Exercise brief >>
Return, word for word, the line containing "self.apps.write(&mut app).await?;" and every line after it through the last line of the records below.

Record excerpts >>
++++

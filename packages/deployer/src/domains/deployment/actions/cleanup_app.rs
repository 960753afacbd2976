//! Cleanup command - removes an app's artifacts, then the app itself.

use std::sync::Arc;

use async_trait::async_trait;
use relay::JobContext;
use tracing::{debug, info};

use crate::common::AppId;
use crate::domains::deployment::artifact::ArtifactManager;
use crate::domains::deployment::data::AppsStore;
use crate::domains::deployment::errors::{AppError, CommandError};

#[derive(Debug, Clone, Copy, PartialEq, Eq)]
pub struct CleanupAppCommand {
    pub app_id: AppId,
}

#[async_trait]
pub trait CleanupApp: Send + Sync {
    async fn cleanup_app(&self, ctx: &JobContext, cmd: CleanupAppCommand) -> Result<(), CommandError>;
}

pub struct CleanupAppAction {
    apps: AppsStore,
    artifacts: Arc<dyn ArtifactManager>,
}

impl CleanupAppAction {
    pub fn new(apps: AppsStore, artifacts: Arc<dyn ArtifactManager>) -> Self {
        Self { apps, artifacts }
    }
}

#[async_trait]
impl CleanupApp for CleanupAppAction {
    async fn cleanup_app(&self, ctx: &JobContext, cmd: CleanupAppCommand) -> Result<(), CommandError> {
        ctx.check().map_err(|_| CommandError::Cancelled)?;

        let mut app = match self.apps.get_by_id(cmd.app_id).await {
            Ok(app) => app,
            Err(e) if e.is_not_found() => {
                debug!(app_id = %cmd.app_id, "app already removed");
                return Ok(());
            }
            Err(e) => return Err(e.into()),
        };

        // Refuse before touching the filesystem.
        if app.cleanup_requested().is_none() {
            return Err(AppError::CleanupNotRequested.into());
        }

        self.artifacts
            .cleanup(ctx, cmd.app_id)
            .await
            .map_err(|e| {
                if ctx.is_cancelled() {
                    CommandError::Cancelled
                } else {
                    CommandError::Artifact(e)
                }
            })?;

        app.delete()?;
        self.apps.write(&mut app).await?;

        info!(app_id = %cmd.app_id, app_name = %app.name(), "app deleted");
        Ok(())
    }
}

++++

Exercise solution >>
        self.apps.write(&mut app).await?;

        info!(app_id = %cmd.app_id, app_name = %app.name(), "app deleted");
        Ok(())
    }
}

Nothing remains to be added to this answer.